→ **Task material**:
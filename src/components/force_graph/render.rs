use std::f64::consts::PI;

use web_sys::CanvasRenderingContext2d;

use super::state::{ForceGraphState, NodeInfo};

fn ease_out_cubic(t: f64) -> f64 {
	1.0 - (1.0 - t).powi(3)
}

pub fn render(state: &ForceGraphState, ctx: &CanvasRenderingContext2d) {
	ctx.set_fill_style_str(&state.config.background);
	ctx.fill_rect(0.0, 0.0, state.width, state.height);
	ctx.save();
	let _ = ctx.translate(state.transform.x, state.transform.y);
	let _ = ctx.scale(state.transform.k, state.transform.k);
	draw_edges(state, ctx);
	draw_nodes(state, ctx);
	ctx.restore();
}

fn node_fill<'a>(state: &'a ForceGraphState, info: &NodeInfo) -> &'a str {
	if state.is_current(info) {
		&state.config.accent_color
	} else {
		&state.config.node_color
	}
}

fn draw_edges(state: &ForceGraphState, ctx: &CanvasRenderingContext2d) {
	let line_width = 1.0 / state.transform.k;
	let t = ease_out_cubic(state.hover.highlight_t);
	let rgb = &state.config.edge_rgb;

	state.graph.visit_edges(|n1, n2, _| {
		let (x1, y1, x2, y2) = (n1.x() as f64, n1.y() as f64, n2.x() as f64, n2.y() as f64);
		let is_highlighted = state.is_highlighted(n1.index()) && state.is_highlighted(n2.index());

		// t=0: every edge at 0.4; t=1: highlighted at 0.9, the rest at 0.08
		let (alpha, width) = if is_highlighted {
			(0.4 + 0.5 * t, line_width * (1.0 + 0.5 * t))
		} else {
			(0.4 - 0.32 * t, line_width)
		};

		ctx.set_stroke_style_str(&format!("rgba({rgb}, {alpha})"));
		ctx.set_line_width(width);
		ctx.begin_path();
		ctx.move_to(x1, y1);
		ctx.line_to(x2, y2);
		ctx.stroke();
	});
}

fn draw_label(ctx: &CanvasRenderingContext2d, label: &str, x: f64, y: f64, radius: f64, k: f64) {
	ctx.set_font(&format!("{}px sans-serif", 10.0 / k.max(0.5)));
	let _ = ctx.fill_text(label, x + radius + 3.0, y + 3.0);
}

fn draw_nodes(state: &ForceGraphState, ctx: &CanvasRenderingContext2d) {
	let (has_highlight, t, k) = (
		state.has_active_highlight(),
		ease_out_cubic(state.hover.highlight_t),
		state.transform.k,
	);

	state.graph.visit_nodes(|node| {
		let idx = node.index();
		if has_highlight && state.is_highlighted(idx) {
			return;
		}
		let info = &node.data.user_data;
		let (x, y) = (node.x() as f64, node.y() as f64);
		let (alpha, radius) = (1.0 - 0.7 * t, info.radius * (1.0 - 0.15 * t));

		ctx.set_global_alpha(alpha);
		ctx.begin_path();
		let _ = ctx.arc(x, y, radius, 0.0, 2.0 * PI);
		ctx.set_fill_style_str(node_fill(state, info));
		ctx.fill();
		ctx.set_global_alpha(1.0);

		ctx.set_fill_style_str(&format!("rgba(255, 255, 255, {})", alpha * 0.8));
		draw_label(ctx, &info.label, x, y, radius, k);
	});

	if !has_highlight {
		return;
	}

	state.graph.visit_nodes(|node| {
		let idx = node.index();
		if !state.is_highlighted(idx) {
			return;
		}
		let info = &node.data.user_data;
		let (x, y) = (node.x() as f64, node.y() as f64);
		let is_hovered = state.is_hovered(idx);

		let (radius, glow_radius) = if is_hovered {
			(info.radius * (1.0 + 0.35 * t), info.radius * (1.8 + 1.2 * t))
		} else {
			(info.radius * (1.0 + 0.2 * t), info.radius * (1.4 + 0.6 * t))
		};

		if t > 0.01 {
			if let Ok(gradient) = ctx.create_radial_gradient(x, y, radius * 0.3, x, y, glow_radius) {
				let alpha = if is_hovered { 0.35 * t } else { 0.2 * t };
				let _ = gradient.add_color_stop(0.0, &format!("rgba(255, 255, 255, {})", alpha));
				let _ = gradient
					.add_color_stop(0.6, &format!("rgba(200, 220, 255, {})", alpha * 0.3));
				let _ = gradient.add_color_stop(1.0, "rgba(255, 255, 255, 0)");
				ctx.begin_path();
				let _ = ctx.arc(x, y, glow_radius, 0.0, 2.0 * PI);
				#[allow(deprecated)]
				ctx.set_fill_style(&gradient);
				ctx.fill();
			}
		}

		ctx.begin_path();
		let _ = ctx.arc(x, y, radius, 0.0, 2.0 * PI);
		ctx.set_fill_style_str(node_fill(state, info));
		ctx.fill();

		if is_hovered && t > 0.01 {
			ctx.begin_path();
			let _ = ctx.arc(x, y, radius + 2.0 / k, 0.0, 2.0 * PI);
			ctx.set_stroke_style_str(&format!("rgba(255, 255, 255, {})", 0.7 * t));
			ctx.set_line_width(1.5 / k);
			ctx.stroke();
		}

		ctx.set_fill_style_str("white");
		draw_label(ctx, &info.label, x, y, radius, k);
	});
}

→ **Task item**: Copy the listing exactly as it stands.

→ **Output for this task**:
filename src/components/force_graph/render.rs
use std::f64::consts::PI;

use web_sys::CanvasRenderingContext2d;

use super::state::{ForceGraphState, NodeInfo};

fn ease_out_cubic(t: f64) -> f64 {
	1.0 - (1.0 - t).powi(3)
}

pub fn render(state: &ForceGraphState, ctx: &CanvasRenderingContext2d) {
	ctx.set_fill_style_str(&state.config.background);
	ctx.fill_rect(0.0, 0.0, state.width, state.height);
	ctx.save();
	let _ = ctx.translate(state.transform.x, state.transform.y);
	let _ = ctx.scale(state.transform.k, state.transform.k);
	draw_edges(state, ctx);
	draw_nodes(state, ctx);
	ctx.restore();
}

fn node_fill<'a>(state: &'a ForceGraphState, info: &NodeInfo) -> &'a str {
	if state.is_current(info) {
		&state.config.accent_color
	} else {
		&state.config.node_color
	}
}

fn draw_edges(state: &ForceGraphState, ctx: &CanvasRenderingContext2d) {
	let line_width = 1.0 / state.transform.k;
	let t = ease_out_cubic(state.hover.highlight_t);
	let rgb = &state.config.edge_rgb;

	state.graph.visit_edges(|n1, n2, _| {
		let (x1, y1, x2, y2) = (n1.x() as f64, n1.y() as f64, n2.x() as f64, n2.y() as f64);
		let is_highlighted = state.is_highlighted(n1.index()) && state.is_highlighted(n2.index());

		// t=0: every edge at 0.4; t=1: highlighted at 0.9, the rest at 0.08
		let (alpha, width) = if is_highlighted {
			(0.4 + 0.5 * t, line_width * (1.0 + 0.5 * t))
		} else {
			(0.4 - 0.32 * t, line_width)
		};

		ctx.set_stroke_style_str(&format!("rgba({rgb}, {alpha})"));
		ctx.set_line_width(width);
		ctx.begin_path();
		ctx.move_to(x1, y1);
		ctx.line_to(x2, y2);
		ctx.stroke();
	});
}

fn draw_label(ctx: &CanvasRenderingContext2d, label: &str, x: f64, y: f64, radius: f64, k: f64) {
	ctx.set_font(&format!("{}px sans-serif", 10.0 / k.max(0.5)));
	let _ = ctx.fill_text(label, x + radius + 3.0, y + 3.0);
}

fn draw_nodes(state: &ForceGraphState, ctx: &CanvasRenderingContext2d) {
	let (has_highlight, t, k) = (
		state.has_active_highlight(),
		ease_out_cubic(state.hover.highlight_t),
		state.transform.k,
	);

	state.graph.visit_nodes(|node| {
		let idx = node.index();
		if has_highlight && state.is_highlighted(idx) {
			return;
		}
		let info = &node.data.user_data;
		let (x, y) = (node.x() as f64, node.y() as f64);
		let (alpha, radius) = (1.0 - 0.7 * t, info.radius * (1.0 - 0.15 * t));

		ctx.set_global_alpha(alpha);
		ctx.begin_path();
		let _ = ctx.arc(x, y, radius, 0.0, 2.0 * PI);
		ctx.set_fill_style_str(node_fill(state, info));
		ctx.fill();
		ctx.set_global_alpha(1.0);

		ctx.set_fill_style_str(&format!("rgba(255, 255, 255, {})", alpha * 0.8));
		draw_label(ctx, &info.label, x, y, radius, k);
	});

	if !has_highlight {
		return;
	}

	state.graph.visit_nodes(|node| {
		let idx = node.index();
		if !state.is_highlighted(idx) {
			return;
		}
		let info = &node.data.user_data;
		let (x, y) = (node.x() as f64, node.y() as f64);
		let is_hovered = state.is_hovered(idx);

		let (radius, glow_radius) = if is_hovered {
			(info.radius * (1.0 + 0.35 * t), info.radius * (1.8 + 1.2 * t))
		} else {
			(info.radius * (1.0 + 0.2 * t), info.radius * (1.4 + 0.6 * t))
		};

		if t > 0.01 {
			if let Ok(gradient) = ctx.create_radial_gradient(x, y, radius * 0.3, x, y, glow_radius) {
				let alpha = if is_hovered { 0.35 * t } else { 0.2 * t };
				let _ = gradient.add_color_stop(0.0, &format!("rgba(255, 255, 255, {})", alpha));
				let _ = gradient
					.add_color_stop(0.6, &format!("rgba(200, 220, 255, {})", alpha * 0.3));
				let _ = gradient.add_color_stop(1.0, "rgba(255, 255, 255, 0)");
				ctx.begin_path();
				let _ = ctx.arc(x, y, glow_radius, 0.0, 2.0 * PI);
				#[allow(deprecated)]
				ctx.set_fill_style(&gradient);
				ctx.fill();
			}
		}

		ctx.begin_path();
		let _ = ctx.arc(x, y, radius, 0.0, 2.0 * PI);
		ctx.set_fill_style_str(node_fill(state, info));
		ctx.fill();

		if is_hovered && t > 0.01 {
			ctx.begin_path();
			let _ = ctx.arc(x, y, radius + 2.0 / k, 0.0, 2.0 * PI);
			ctx.set_stroke_style_str(&format!("rgba(255, 255, 255, {})", 0.7 * t));
			ctx.set_line_width(1.5 / k);
			ctx.stroke();
		}

		ctx.set_fill_style_str("white");
		draw_label(ctx, &info.label, x, y, radius, k);
	});
}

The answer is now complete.